• _What is required_
Only lines with the word "detail" belong in the answer; copy them from the records below.
--- START ---
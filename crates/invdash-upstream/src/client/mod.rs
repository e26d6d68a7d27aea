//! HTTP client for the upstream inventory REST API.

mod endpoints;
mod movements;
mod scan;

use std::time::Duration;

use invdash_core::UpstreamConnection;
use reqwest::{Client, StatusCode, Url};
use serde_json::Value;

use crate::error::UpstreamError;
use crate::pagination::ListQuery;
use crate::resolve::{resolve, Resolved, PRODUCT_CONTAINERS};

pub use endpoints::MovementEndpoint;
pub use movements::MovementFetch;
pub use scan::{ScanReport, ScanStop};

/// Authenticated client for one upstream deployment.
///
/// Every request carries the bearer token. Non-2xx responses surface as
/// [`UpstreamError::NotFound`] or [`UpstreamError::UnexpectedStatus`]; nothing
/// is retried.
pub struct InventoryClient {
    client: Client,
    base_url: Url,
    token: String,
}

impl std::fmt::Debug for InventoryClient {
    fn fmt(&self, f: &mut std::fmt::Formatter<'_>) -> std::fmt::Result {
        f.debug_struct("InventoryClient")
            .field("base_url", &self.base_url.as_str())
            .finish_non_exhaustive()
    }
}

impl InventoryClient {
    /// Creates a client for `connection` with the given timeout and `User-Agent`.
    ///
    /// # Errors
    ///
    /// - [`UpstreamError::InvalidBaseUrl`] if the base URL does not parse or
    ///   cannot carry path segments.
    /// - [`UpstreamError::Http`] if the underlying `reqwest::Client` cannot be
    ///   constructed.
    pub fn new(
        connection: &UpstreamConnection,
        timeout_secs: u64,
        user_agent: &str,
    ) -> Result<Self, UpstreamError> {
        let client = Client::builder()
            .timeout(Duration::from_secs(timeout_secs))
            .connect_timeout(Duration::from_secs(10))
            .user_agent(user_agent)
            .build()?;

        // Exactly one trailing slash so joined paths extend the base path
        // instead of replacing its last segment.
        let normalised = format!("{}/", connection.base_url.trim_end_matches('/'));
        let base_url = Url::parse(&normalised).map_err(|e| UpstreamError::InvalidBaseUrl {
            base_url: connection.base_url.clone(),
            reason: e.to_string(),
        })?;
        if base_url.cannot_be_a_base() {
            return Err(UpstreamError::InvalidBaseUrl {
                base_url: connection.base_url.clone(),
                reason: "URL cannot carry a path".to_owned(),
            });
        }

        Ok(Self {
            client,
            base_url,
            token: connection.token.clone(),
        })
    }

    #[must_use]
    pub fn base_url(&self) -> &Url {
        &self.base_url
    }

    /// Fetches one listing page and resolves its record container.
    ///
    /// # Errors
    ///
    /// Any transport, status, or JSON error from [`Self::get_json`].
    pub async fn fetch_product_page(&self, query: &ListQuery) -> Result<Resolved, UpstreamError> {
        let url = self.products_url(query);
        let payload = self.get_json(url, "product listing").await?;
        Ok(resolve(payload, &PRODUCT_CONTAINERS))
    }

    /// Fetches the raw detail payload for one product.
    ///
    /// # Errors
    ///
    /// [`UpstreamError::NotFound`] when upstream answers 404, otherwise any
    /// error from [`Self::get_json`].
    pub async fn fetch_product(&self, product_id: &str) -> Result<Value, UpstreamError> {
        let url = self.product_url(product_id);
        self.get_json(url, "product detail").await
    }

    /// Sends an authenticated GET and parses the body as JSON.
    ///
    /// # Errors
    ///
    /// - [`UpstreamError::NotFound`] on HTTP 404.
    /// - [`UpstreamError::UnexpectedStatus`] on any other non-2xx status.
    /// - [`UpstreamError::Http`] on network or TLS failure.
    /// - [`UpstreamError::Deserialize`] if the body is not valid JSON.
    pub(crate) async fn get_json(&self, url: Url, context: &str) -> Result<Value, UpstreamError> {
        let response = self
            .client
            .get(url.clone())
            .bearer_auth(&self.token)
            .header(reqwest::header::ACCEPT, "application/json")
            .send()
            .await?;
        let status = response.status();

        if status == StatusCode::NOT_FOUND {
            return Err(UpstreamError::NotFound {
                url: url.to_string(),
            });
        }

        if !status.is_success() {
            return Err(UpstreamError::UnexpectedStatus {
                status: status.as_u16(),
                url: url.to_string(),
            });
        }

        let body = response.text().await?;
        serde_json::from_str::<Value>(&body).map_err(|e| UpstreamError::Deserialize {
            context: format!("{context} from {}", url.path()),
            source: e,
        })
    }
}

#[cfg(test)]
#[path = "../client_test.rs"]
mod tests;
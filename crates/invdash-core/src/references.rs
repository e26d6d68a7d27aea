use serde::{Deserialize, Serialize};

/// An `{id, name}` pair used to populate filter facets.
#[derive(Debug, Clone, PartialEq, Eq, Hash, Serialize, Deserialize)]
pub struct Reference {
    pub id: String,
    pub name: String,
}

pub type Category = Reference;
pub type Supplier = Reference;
--- END ---
• _Response below_
    /// Fetches the raw detail payload for one product.
        self.get_json(url, "product detail").await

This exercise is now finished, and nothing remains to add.